ASSIGNMENT:
Would you restate word for word the lines of the listing, beginning at the first and ending with the line that holds "and all of its"?

SUPPLIED RECORDS:
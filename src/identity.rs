//! Identities of markup nodes.
//!
//! Every raw node carries a [`MarkupId`] drawn from an [`IdAllocator`]. Navigating a tree never changes the
//! identity of the node you land on, while every node recreated by an edit (the edited node and all of its
//! ancestors) receives a new one. Comparing identities is therefore a cheap way to tell whether a subtree was
//! touched between two versions of a document.

use std::{
    fmt,
    sync::atomic::{AtomicU32, AtomicU64, Ordering},
};

/// Identity of a logical markup node.
///
/// Identities are ordered by the allocator that issued them first and by issue order second. Values issued by
/// the same allocator are strictly increasing.
#[derive(Debug, Clone, Copy, PartialEq, Eq, PartialOrd, Ord, Hash)]
pub struct MarkupId {
    allocator: u32,
    serial:    u64,
}

impl MarkupId {
    /// The namespace of the allocator that issued this identity. The process-wide allocator uses namespace `0`.
    #[inline]
    pub fn allocator(self) -> u32 {
        self.allocator
    }

    /// The position of this identity in its allocator's sequence, starting at `1`.
    #[inline]
    pub fn serial(self) -> u64 {
        self.serial
    }
}

impl fmt::Display for MarkupId {
    fn fmt(&self, f: &mut fmt::Formatter<'_>) -> fmt::Result {
        match self.allocator {
            0 => write!(f, "{}", self.serial),
            allocator => write!(f, "{}:{}", allocator, self.serial),
        }
    }
}

// Namespace `0` belongs to `GLOBAL`.
static NEXT_NAMESPACE: AtomicU32 = AtomicU32::new(1);

static GLOBAL: IdAllocator = IdAllocator {
    namespace: 0,
    issued:    AtomicU64::new(0),
};

/// Issues unique [`MarkupId`]s.
///
/// All tree operations draw from [`IdAllocator::global`] unless told otherwise. Isolated allocators can be
/// created for a parse session or a test with [`IdAllocator::new`]; each one gets its own namespace, so their
/// identities never collide with those of any other allocator in the process.
#[derive(Debug)]
pub struct IdAllocator {
    namespace: u32,
    issued:    AtomicU64,
}

impl IdAllocator {
    /// Creates an allocator with a fresh namespace.
    pub fn new() -> Self {
        Self {
            namespace: NEXT_NAMESPACE.fetch_add(1, Ordering::Relaxed),
            issued:    AtomicU64::new(0),
        }
    }

    /// The process-wide allocator.
    #[inline]
    pub fn global() -> &'static IdAllocator {
        &GLOBAL
    }

    /// Returns an identity strictly greater than every identity previously returned by this allocator.
    ///
    /// Safe to call from any number of threads at once.
    #[inline]
    #[allow(clippy::should_implement_trait)]
    pub fn next(&self) -> MarkupId {
        // a single atomic RMW: no update is lost and no value is handed out twice
        let serial = self.issued.fetch_add(1, Ordering::Relaxed) + 1;
        MarkupId {
            allocator: self.namespace,
            serial,
        }
    }

    /// The number of identities issued so far.
    #[inline]
    pub fn issued(&self) -> u64 {
        self.issued.load(Ordering::Relaxed)
    }

    /// The namespace stamped into every identity issued by this allocator.
    #[inline]
    pub fn namespace(&self) -> u32 {
        self.namespace
    }
}

impl Default for IdAllocator {
    fn default() -> Self {
        Self::new()
    }
}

OUTPUT BELOW:
filename src/identity.rs
//! Identities of markup nodes.
//!
//! Every raw node carries a [`MarkupId`] drawn from an [`IdAllocator`]. Navigating a tree never changes the
//! identity of the node you land on, while every node recreated by an edit (the edited node and all of its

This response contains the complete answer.